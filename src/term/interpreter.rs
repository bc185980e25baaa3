//! The term-stack interpreter (spec.md §4.2): evaluates a parsed specifier
//! against the live type graph, substituting `%here`/`$Self`/`$Param`
//! through an [`InterpEnv`] and importing/instantiating through a
//! [`LoaderHost`].
//!
//! This is the semantic counterpart to [`crate::specifier::Solver`]'s
//! string-level normalization: the solver tells you what a specifier
//! *means* as text, the interpreter drives the actual import and produces
//! a live [`Term`].

use std::collections::HashMap;
use std::sync::Arc;

use super::term::{StackEntry, Term};
use crate::errors::{Result, YamaError};
use crate::model::Parcel;
use crate::redirects::RedirectSet;
use crate::runtime::TypeObject;
use crate::specifier::ast::{ParsedSpecifier, Root, Segment};
use crate::specifier::parser;

/// The live substitution environment for one interpreter session: the
/// compiling module's `%here` path and parcel, its `$Self` type (if any),
/// its type-parameter bindings, and its redirect set.
#[derive(Debug, Clone, Default)]
pub struct InterpEnv {
    pub here_path: Option<String>,
    pub here_parcel: Option<Arc<Parcel>>,
    pub self_type: Option<Arc<TypeObject>>,
    pub type_params: HashMap<String, Arc<TypeObject>>,
    pub redirects: Option<RedirectSet>,
}

impl InterpEnv {
    /// The environment for resolving a path with no compiling-module
    /// context: every reserved root fails, dep-name declaration is not
    /// checked. Used for top-level `import`/`load` calls given a bare
    /// domain path.
    pub fn none() -> Self {
        Self::default()
    }
}

/// The load manager's side of the interpreter/loader seam: resolving a
/// root path to its bound [`Parcel`], looking up a local name within it,
/// and completing a generic instantiation.
pub trait LoaderHost {
    /// Resolves (importing as needed) the parcel bound at `path`.
    fn resolve_parcel(&mut self, path: &str) -> Result<Arc<Parcel>>;

    /// Looks up `local_name` in `parcel`'s module. Returns
    /// [`Term::Concrete`] for a non-parameterized type, [`Term::Generic`]
    /// for one awaiting type arguments.
    fn type_in_parcel(&mut self, parcel: &Arc<Parcel>, local_name: &str) -> Result<Term>;

    /// Completes a generic instantiation (`owner` is always a
    /// [`Term::Generic`]) with a fully-evaluated argument list.
    fn instantiate(&mut self, owner: &Term, args: Vec<Arc<TypeObject>>) -> Result<Arc<TypeObject>>;
}

/// The interpreter's stack. One instance is driven per specifier
/// evaluation; [`Self::eval`] is the entry point used by the loader.
#[derive(Debug, Default)]
pub struct TermStack {
    stack: Vec<StackEntry>,
    frame_starts: Vec<usize>,
}

impl TermStack {
    pub fn new() -> Self {
        Self::default()
    }

    pub fn top(&self) -> Option<&Term> {
        self.stack.last().map(|e| &e.term)
    }

    fn push(&mut self, term: Term) {
        self.stack.push(term.into());
    }

    fn pop(&mut self) -> Result<Term> {
        self.stack
            .pop()
            .map(|e| e.term)
            .ok_or_else(|| YamaError::internal("term stack underflow"))
    }

    /// Parses and evaluates `text` in full, returning the resulting
    /// [`Term`]. Leaves the stack empty on both success and failure.
    pub fn eval(&mut self, text: &str, env: &InterpEnv, host: &mut dyn LoaderHost) -> Result<Term> {
        let parsed = parser::parse(text).map_err(|e| YamaError::IllegalSpecifier(text.to_string(), e))?;
        self.eval_tree(&parsed, env, host)?;
        self.pop()
    }

    fn eval_tree(&mut self, parsed: &ParsedSpecifier, env: &InterpEnv, host: &mut dyn LoaderHost) -> Result<()> {
        self.eval_root(&parsed.root, env)?;
        for seg in &parsed.segments {
            match seg {
                Segment::Subdir(id) => self.subdir(id)?,
                Segment::EnterParcel(id) => self.enter_parcel(id, env, host)?,
                Segment::Member(id) => self.member(id)?,
                Segment::Args(args) => {
                    self.begin_args()?;
                    for arg in args {
                        self.eval_tree(arg, env, host)?;
                    }
                    self.end_args(host)?;
                }
            }
        }
        // A call suffix is never evaluated here: the loader strips it
        // before driving the interpreter and checks it separately against
        // a ref-constant's recorded call signature (spec.md §4.3).
        Ok(())
    }

    fn eval_root(&mut self, root: &Root, env: &InterpEnv) -> Result<()> {
        match root {
            Root::Here => match &env.here_path {
                Some(path) => {
                    self.push(Term::Path(path.clone()));
                    Ok(())
                }
                None => Err(YamaError::IllegalSpecifier(
                    "%here".to_string(),
                    "no compiling-module environment".to_string(),
                )),
            },
            Root::SelfType => self.self_type(env),
            Root::Param(id) => self.type_param(id, env),
            Root::Ident(id) => self.root_ident(id, env),
        }
    }

    fn root_ident(&mut self, id: &str, env: &InterpEnv) -> Result<()> {
        if parser::is_reserved_root(id) && id != "yama" {
            return Err(YamaError::IllegalSpecifier(
                id.to_string(),
                format!("`{id}` is a reserved root"),
            ));
        }
        let path = if id == "self" {
            match &env.here_parcel {
                Some(p) => p.path.clone(),
                None => {
                    return Err(YamaError::IllegalSpecifier(
                        "self".to_string(),
                        "no compiling-module environment".to_string(),
                    ))
                }
            }
        } else {
            if id != "yama" {
                if let Some(parcel) = &env.here_parcel {
                    if !parcel.meta.declares(id) {
                        return Err(YamaError::ParcelNotFound(format!(
                            "dep-name `{id}` not declared by `{}`",
                            parcel.path
                        )));
                    }
                }
            }
            id.to_string()
        };
        self.push(Term::Path(path));
        Ok(())
    }

    fn subdir(&mut self, id: &str) -> Result<()> {
        match self.pop()? {
            Term::Path(p) => {
                self.push(Term::Path(format!("{p}/{id}")));
                Ok(())
            }
            other => {
                self.push(Term::Error);
                Err(YamaError::IllegalSpecifier(other.to_string(), "'/' requires a path".to_string()))
            }
        }
    }

    fn enter_parcel(&mut self, id: &str, env: &InterpEnv, host: &mut dyn LoaderHost) -> Result<()> {
        let path = match self.pop()? {
            Term::Path(p) => p,
            other => {
                self.push(Term::Error);
                return Err(YamaError::IllegalSpecifier(other.to_string(), "':' requires a path".to_string()));
            }
        };
        let rewritten = env.redirects.as_ref().map(|rs| rs.resolve(&path)).unwrap_or(path);
        let parcel = match host.resolve_parcel(&rewritten) {
            Ok(p) => p,
            Err(e) => {
                self.push(Term::Error);
                return Err(e);
            }
        };
        match host.type_in_parcel(&parcel, id) {
            Ok(term) => {
                let awaiting = term.is_generic();
                self.stack.push(StackEntry { term, awaiting_args: awaiting });
                Ok(())
            }
            Err(e) => {
                self.push(Term::Error);
                Err(e)
            }
        }
    }

    fn member(&mut self, id: &str) -> Result<()> {
        let top = self.pop()?;
        match &top {
            Term::Concrete(t) => {
                if !t.info.can_have_members() {
                    self.push(Term::Error);
                    return Err(YamaError::TypeCannotHaveMembers(t.fullname()));
                }
                match t.member(id) {
                    Some(m) => {
                        self.push(Term::Concrete(m));
                        Ok(())
                    }
                    None => {
                        self.push(Term::Error);
                        Err(YamaError::TypeNotFound(format!("{}::{}", t.fullname(), id)))
                    }
                }
            }
            Term::Generic { .. } => {
                self.push(Term::Error);
                Err(YamaError::ConcreteType(top.to_string()))
            }
            _ => {
                self.push(Term::Error);
                Err(YamaError::internal("'::' requires a type on the stack"))
            }
        }
    }

    fn self_type(&mut self, env: &InterpEnv) -> Result<()> {
        match &env.self_type {
            Some(t) => {
                self.push(Term::Concrete(t.clone()));
                Ok(())
            }
            None => Err(YamaError::IllegalSpecifier(
                "$Self".to_string(),
                "no compiling-module environment".to_string(),
            )),
        }
    }

    fn type_param(&mut self, id: &str, env: &InterpEnv) -> Result<()> {
        match env.type_params.get(id) {
            Some(t) => {
                self.push(Term::Concrete(t.clone()));
                Ok(())
            }
            None => Err(YamaError::IllegalSpecifier(
                format!("${id}"),
                "no compiling-module environment, or no such type parameter".to_string(),
            )),
        }
    }

    fn begin_args(&mut self) -> Result<()> {
        let awaiting = self.stack.last().is_some_and(|e| e.awaiting_args);
        if !awaiting {
            let label = self.stack.last().map(|e| e.term.to_string()).unwrap_or_default();
            return Err(YamaError::TypeArgsError(
                label,
                "type does not accept generic arguments here".to_string(),
            ));
        }
        self.stack.last_mut().expect("checked above").awaiting_args = false;
        self.frame_starts.push(self.stack.len());
        Ok(())
    }

    fn end_args(&mut self, host: &mut dyn LoaderHost) -> Result<()> {
        let start = self
            .frame_starts
            .pop()
            .ok_or_else(|| YamaError::internal("']' with no matching '['"))?;
        let arg_entries = self.stack.split_off(start);
        let owner = self.pop()?;

        let mut args = Vec::with_capacity(arg_entries.len());
        for entry in &arg_entries {
            match &entry.term {
                Term::Concrete(t) => args.push(t.clone()),
                _ => {
                    self.push(Term::Error);
                    return Err(YamaError::TypeArgsError(
                        owner.to_string(),
                        "generic arguments must be concrete types".to_string(),
                    ));
                }
            }
        }

        let expected = owner.type_param_count();
        if args.len() != expected {
            self.push(Term::Error);
            return Err(YamaError::TypeArgsError(
                owner.to_string(),
                format!("expected {expected} type argument(s), found {}", args.len()),
            ));
        }

        match host.instantiate(&owner, args) {
            Ok(concrete) => {
                self.push(Term::Concrete(concrete));
                Ok(())
            }
            Err(e) => {
                self.push(Term::Error);
                Err(e)
            }
        }
    }
}
#[cfg(test)]
mod tests {
    use super::*;
    use crate::loader::builder::ParcelDefBuilder;
    use crate::model::{ModuleInfo, ParcelMeta};
    use crate::redirects::Redirects;

    /// A parcel that declares itself (`"p"`) as one of its own dep-names, so
    /// that late-resolved ref-constants can spell same-parcel references as
    /// `p:Name` — the same literal text their resolved fullname renders as —
    /// rather than needing `self:Name`, whose canonical form the solver
    /// never rewrites to the owning parcel's path.
    fn bindings_for(module: ModuleInfo) -> HashMap<String, Arc<Parcel>> {
        let parcel = Arc::new(Parcel::new(
            "p",
            ParcelMeta::new(vec!["p".to_string()]),
            Arc::new(module),
            Redirects::new().compute("p"),
        ));
        let mut bindings = HashMap::new();
        bindings.insert("p".to_string(), parcel);
        bindings
    }

    #[test]
    fn early_resolve_pattern_classifies_self_refs() {
        assert!(early_resolve_pattern().is_match("$Self"));
        assert!(early_resolve_pattern().is_match("$Self::m"));
        assert!(!early_resolve_pattern().is_match("$Self::a::b"));
        assert!(!early_resolve_pattern().is_match("p:Int"));
        assert!(!early_resolve_pattern().is_match("T"));
    }

    #[test]
    fn bare_type_param_ref_pattern_classifies_plain_identifiers() {
        assert!(bare_type_param_ref_pattern().is_match("$T"));
        assert!(bare_type_param_ref_pattern().is_match("T"));
        assert!(!bare_type_param_ref_pattern().is_match("$Self"));
        assert!(!bare_type_param_ref_pattern().is_match("p:Int"));
        assert!(!bare_type_param_ref_pattern().is_match("p:Box[p:Int]"));
    }

    #[test]
    fn is_early_resolve_const_classifies_entries() {
        assert!(is_early_resolve_const(&ConstEntry::Int(1)));
        assert!(is_early_resolve_const(&ConstEntry::RefSym("$Self".to_string())));
        assert!(!is_early_resolve_const(&ConstEntry::RefSym("p:Int".to_string())));
    }

    #[test]
    fn import_resolves_bound_parcel_by_path() {
        let bindings = bindings_for(ModuleInfo::new());
        let mgr = LoadManager::new();
        let got = mgr.import(&bindings, "p").unwrap();
        assert_eq!(got.path, "p");
    }

    #[test]
    fn import_of_unbound_path_fails() {
        let bindings = bindings_for(ModuleInfo::new());
        let mgr = LoadManager::new();
        assert!(mgr.import(&bindings, "q").is_none());
    }

    #[test]
    fn load_minimal_struct_is_idempotent() {
        let mut b = ParcelDefBuilder::new();
        b.add_struct("S").unwrap();
        let bindings = bindings_for(b.finish().unwrap());
        let mgr = LoadManager::new();

        let (first, staging) = mgr.load(&bindings, "p:S").unwrap();
        assert_eq!(first.fullname(), "p:S");
        assert_eq!(first.kind(), TypeKind::Struct);
        assert!(first.members().is_empty());
        assert!(staging.exists("p:S"));

        let (second, _) = mgr.load(&bindings, "p:S").unwrap();
        assert_eq!(first, second);
    }

    #[test]
    fn load_resolves_member_cycle() {
        let mut b = ParcelDefBuilder::new();
        let s = b.add_struct("S").unwrap();
        b.add_method(s, "m", "$Self").unwrap();
        let bindings = bindings_for(b.finish().unwrap());

        let (t, _) = LoadManager::new().load(&bindings, "p:S").unwrap();
        let m = t.member("m").expect("S has member m");
        let ret_idx = m.info.call_sig.as_ref().unwrap().ret;
        let ret = m.const_slot(ret_idx).as_type().cloned().expect("m's return resolved");
        assert_eq!(ret.fullname(), "p:S");
        assert_eq!(m.owner().unwrap(), t);
    }

    #[test]
    fn load_generic_instantiation_with_satisfied_constraint() {
        let mut b = ParcelDefBuilder::new();
        b.add_protocol("Any").unwrap();
        let bx = b.add_struct("Box").unwrap();
        b.add_type_param(bx, "T", "p:Any").unwrap();
        b.add_struct("Int").unwrap();
        let bindings = bindings_for(b.finish().unwrap());

        let (t, _) = LoadManager::new().load(&bindings, "p:Box[p:Int]").unwrap();
        assert_eq!(t.fullname(), "p:Box[p:Int]");
        assert_eq!(t.type_param_arg("T").unwrap().fullname(), "p:Int");
    }

    #[test]
    fn load_rejects_non_protocol_constraint() {
        let mut b = ParcelDefBuilder::new();
        b.add_struct("Int").unwrap();
        let bx = b.add_struct("Box").unwrap();
        b.add_type_param(bx, "T", "p:Int").unwrap();
        let bindings = bindings_for(b.finish().unwrap());

        assert!(LoadManager::new().load(&bindings, "p:Box[p:Int]").is_none());
    }

    #[test]
    fn load_rejects_type_argument_not_conforming_to_protocol() {
        let mut b = ParcelDefBuilder::new();
        b.add_struct("Int").unwrap();
        let countable = b.add_protocol("Countable").unwrap();
        b.add_method_req(countable, "count", "p:Int").unwrap();
        b.add_struct("Plain").unwrap();
        let bag = b.add_struct("Bag").unwrap();
        b.add_type_param(bag, "T", "p:Countable").unwrap();
        let bindings = bindings_for(b.finish().unwrap());

        assert!(LoadManager::new().load(&bindings, "p:Bag[p:Plain]").is_none());
    }

    #[test]
    fn load_accepts_matching_ref_const_call_sig() {
        let mut b = ParcelDefBuilder::new();
        b.add_struct("Int").unwrap();
        let f = b.add_fn("F", "p:Int").unwrap();
        b.add_param(f, "x", "p:Int").unwrap();
        let s = b.add_struct("S").unwrap();
        b.add_ref(s, "p:F(p:Int) -> p:Int").unwrap();
        let bindings = bindings_for(b.finish().unwrap());

        assert!(LoadManager::new().load(&bindings, "p:S").is_some());
    }

    #[test]
    fn load_rejects_ref_const_call_sig_mismatch() {
        let mut b = ParcelDefBuilder::new();
        b.add_struct("Int").unwrap();
        let f = b.add_fn("F", "p:Int").unwrap();
        b.add_param(f, "x", "p:Int").unwrap();
        let s = b.add_struct("S").unwrap();
        b.add_ref(s, "p:F(p:Bool) -> p:Int").unwrap();
        let bindings = bindings_for(b.finish().unwrap());

        assert!(LoadManager::new().load(&bindings, "p:S").is_none());
    }
}
//! Specifier parser & solver (spec.md §4.1).
//!
//! A specifier is a normalized textual reference: either a *path* or a
//! *type fullname*, with an optional trailing call suffix. Construction
//! always goes through [`Solver`], which both validates and normalizes —
//! there is no way to build a [`Specifier`] from an un-normalized string.

pub mod ast;
pub mod parser;
pub mod solver;

pub use solver::{Solver, SolverEnv};

#[derive(Debug, Clone, Copy, PartialEq, Eq, Hash)]
pub enum SpecifierKind {
    Path,
    Type,
}

/// A normalized specifier. String equality implies specifier equality
/// (spec.md §3): `normalized` is always in canonical form.
#[derive(Debug, Clone, PartialEq, Eq, Hash)]
pub struct Specifier {
    normalized: String,
    kind: SpecifierKind,
}

impl Specifier {
    pub fn as_str(&self) -> &str {
        &self.normalized
    }

    pub fn kind(&self) -> SpecifierKind {
        self.kind
    }

    pub fn is_path(&self) -> bool {
        self.kind == SpecifierKind::Path
    }

    pub fn is_type(&self) -> bool {
        self.kind == SpecifierKind::Type
    }

    /// A pure syntactic check on the normalized form: does this specifier
    /// carry a trailing `(T, …) -> R` call suffix?
    pub fn has_call_suffix(&self) -> bool {
        // The normalized render always places the call suffix's opening
        // paren immediately after the base specifier, and a type fullname
        // never otherwise contains a bare, unbracketed '('.
        self.normalized.contains(") -> ")
    }

    /// The specifier with any call suffix stripped.
    pub fn base(&self) -> &str {
        match self.normalized.find('(') {
            Some(idx) if self.has_call_suffix() => self.normalized[..idx].trim_end(),
            _ => &self.normalized,
        }
    }

    pub fn call_suffix(&self) -> Option<&str> {
        if !self.has_call_suffix() {
            return None;
        }
        self.normalized.find('(').map(|idx| self.normalized[idx..].trim())
    }
}

impl std::fmt::Display for Specifier {
    fn fmt(&self, f: &mut std::fmt::Formatter<'_>) -> std::fmt::Result {
        write!(f, "{}", self.normalized)
    }
}

/// Convenience: solve `text` with no environment, requiring it to be a
/// path. Used by the parcel-definition builder and tests.
pub fn solve_path(text: &str) -> crate::errors::Result<Specifier> {
    Solver::with_no_env().solve(text, Some(SpecifierKind::Path))
}

/// Convenience: solve `text` with no environment, requiring it to be a
/// type fullname.
pub fn solve_type(text: &str) -> crate::errors::Result<Specifier> {
    Solver::with_no_env().solve(text, Some(SpecifierKind::Type))
}
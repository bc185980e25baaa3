//! Syntax-only parser for the specifier grammar (spec.md §4.1, §6).
//!
//! Lexical shape: `root (segment)* (callsuffix)?` where `root` is one of
//! `%here`, `$Self`, `$Ident`, or a plain identifier, and `segment` is one
//! of `/ident`, `:ident`, `::ident`, or `[arg, …]`. No semantic validation
//! (path-vs-type legality) happens here — see [`super::solver`].

use nom::{
    branch::alt,
    bytes::complete::tag,
    character::complete::{alpha1, alphanumeric1, char as nom_char, multispace0},
    combinator::{all_consuming, map, recognize, verify},
    multi::{many0, separated_list0},
    sequence::{delimited, pair, preceded, separated_pair},
    IResult,
};

use super::ast::{CallSuffix, ParsedSpecifier, Root, Segment};

type PResult<'a, O> = IResult<&'a str, O>;

const RESERVED_ROOTS: &[&str] = &["yama"];

fn identifier(input: &str) -> PResult<'_, &str> {
    recognize(pair(
        alt((alpha1, recognize(nom_char('_')))),
        many0(alt((alphanumeric1, recognize(nom_char('_'))))),
    ))(input)
}

fn root(input: &str) -> PResult<'_, Root> {
    alt((
        map(tag("%here"), |_| Root::Here),
        map(preceded(nom_char('$'), identifier), |id: &str| {
            if id == "Self" {
                Root::SelfType
            } else {
                Root::Param(id.to_string())
            }
        }),
        map(identifier, |id: &str| Root::Ident(id.to_string())),
    ))(input)
}

fn subdir_segment(input: &str) -> PResult<'_, Segment> {
    map(preceded(nom_char('/'), identifier), |id: &str| {
        Segment::Subdir(id.to_string())
    })(input)
}

fn member_segment(input: &str) -> PResult<'_, Segment> {
    map(preceded(tag("::"), identifier), |id: &str| {
        Segment::Member(id.to_string())
    })(input)
}

// Must be tried after member_segment, since "::" also begins with ':'.
fn enter_parcel_segment(input: &str) -> PResult<'_, Segment> {
    map(preceded(nom_char(':'), identifier), |id: &str| {
        Segment::EnterParcel(id.to_string())
    })(input)
}

fn args_segment(input: &str) -> PResult<'_, Segment> {
    map(
        delimited(
            nom_char('['),
            separated_list0(
                delimited(multispace0, nom_char(','), multispace0),
                |i| specifier_inner(i, false),
            ),
            nom_char(']'),
        ),
        Segment::Args,
    )(input)
}

fn segment(input: &str) -> PResult<'_, Segment> {
    alt((member_segment, enter_parcel_segment, subdir_segment, args_segment))(input)
}

fn call_suffix(input: &str) -> PResult<'_, CallSuffix> {
    map(
        separated_pair(
            delimited(
                pair(nom_char('('), multispace0),
                separated_list0(
                    delimited(multispace0, nom_char(','), multispace0),
                    |i| specifier_inner(i, false),
                ),
                pair(multispace0, nom_char(')')),
            ),
            delimited(multispace0, tag("->"), multispace0),
            |i| specifier_inner(i, false),
        ),
        |(params, ret)| CallSuffix {
            params,
            ret: Box::new(ret),
        },
    )(input)
}

fn specifier_inner(input: &str, allow_call_suffix: bool) -> PResult<'_, ParsedSpecifier> {
    let (input, root) = root(input)?;
    let (input, segments) = many0(segment)(input)?;
    let (input, call_suffix) = if allow_call_suffix {
        nom::combinator::opt(call_suffix)(input)?
    } else {
        (input, None)
    };
    Ok((
        input,
        ParsedSpecifier {
            root,
            segments,
            call_suffix,
        },
    ))
}

/// Parses `text` as a specifier, syntax only. Trailing garbage is a hard
/// error (the whole input must be consumed).
pub fn parse(text: &str) -> Result<ParsedSpecifier, String> {
    if text.is_empty() {
        return Err("empty specifier".to_string());
    }
    all_consuming(|i| specifier_inner(i, true))(text)
        .map(|(_, spec)| spec)
        .map_err(|e| format!("{e}"))
}

pub fn is_reserved_root(id: &str) -> bool {
    RESERVED_ROOTS.contains(&id)
}

#[cfg(test)]
mod tests {
    use super::*;

    #[test]
    fn parses_plain_path() {
        let s = parse("self/sub/dir").unwrap();
        assert_eq!(s.root, Root::Ident("self".to_string()));
        assert_eq!(
            s.segments,
            vec![
                Segment::Subdir("sub".to_string()),
                Segment::Subdir("dir".to_string())
            ]
        );
    }

    #[test]
    fn parses_type_fullname_with_member_and_args() {
        let s = parse("dep:Box[dep:Int]::get").unwrap();
        assert_eq!(s.root, Root::Ident("dep".to_string()));
        assert_eq!(s.segments.len(), 3);
        assert!(matches!(s.segments[0], Segment::EnterParcel(_)));
        assert!(matches!(s.segments[1], Segment::Args(_)));
        assert!(matches!(s.segments[2], Segment::Member(_)));
    }

    #[test]
    fn parses_call_suffix_with_whitespace() {
        let s = parse("self:F( self:Int ,  self:Int ) ->  self:Int").unwrap();
        let suff = s.call_suffix.unwrap();
        assert_eq!(suff.params.len(), 2);
    }

    #[test]
    fn here_self_param_roots() {
        assert_eq!(parse("%here").unwrap().root, Root::Here);
        assert_eq!(parse("$Self").unwrap().root, Root::SelfType);
        assert_eq!(parse("$Self::m").unwrap().root, Root::SelfType);
        assert_eq!(
            parse("$Elem").unwrap().root,
            Root::Param("Elem".to_string())
        );
    }

    #[test]
    fn rejects_trailing_garbage() {
        assert!(parse("self/!!!").is_err());
    }
}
☆ ☆ ☆ ☆ ☆ ☆ ☆
Instructions to follow:
Repeat each line of the data above, exactly as it appears, from the first through the line that contains "pub trait LoaderHost".

Answer for this exercise:
filename src/term/interpreter.rs
repository bc185980e25baaa3
//! The term-stack interpreter (spec.md §4.2): evaluates a parsed specifier
//! against the live type graph, substituting `%here`/`$Self`/`$Param`
//! through an [`InterpEnv`] and importing/instantiating through a
//! [`LoaderHost`].
//!
//! This is the semantic counterpart to [`crate::specifier::Solver`]'s
//! string-level normalization: the solver tells you what a specifier
//! *means* as text, the interpreter drives the actual import and produces
//! a live [`Term`].

use std::collections::HashMap;
use std::sync::Arc;

use super::term::{StackEntry, Term};
use crate::errors::{Result, YamaError};
use crate::model::Parcel;
use crate::redirects::RedirectSet;
use crate::runtime::TypeObject;
use crate::specifier::ast::{ParsedSpecifier, Root, Segment};
use crate::specifier::parser;

/// The live substitution environment for one interpreter session: the
/// compiling module's `%here` path and parcel, its `$Self` type (if any),
/// its type-parameter bindings, and its redirect set.
#[derive(Debug, Clone, Default)]
pub struct InterpEnv {
    pub here_path: Option<String>,
    pub here_parcel: Option<Arc<Parcel>>,
    pub self_type: Option<Arc<TypeObject>>,
    pub type_params: HashMap<String, Arc<TypeObject>>,
    pub redirects: Option<RedirectSet>,
}

impl InterpEnv {
    /// The environment for resolving a path with no compiling-module
    /// context: every reserved root fails, dep-name declaration is not
    /// checked. Used for top-level `import`/`load` calls given a bare
    /// domain path.
    pub fn none() -> Self {
        Self::default()
    }
}

/// The load manager's side of the interpreter/loader seam: resolving a
/// root path to its bound [`Parcel`], looking up a local name within it,
/// and completing a generic instantiation.
pub trait LoaderHost {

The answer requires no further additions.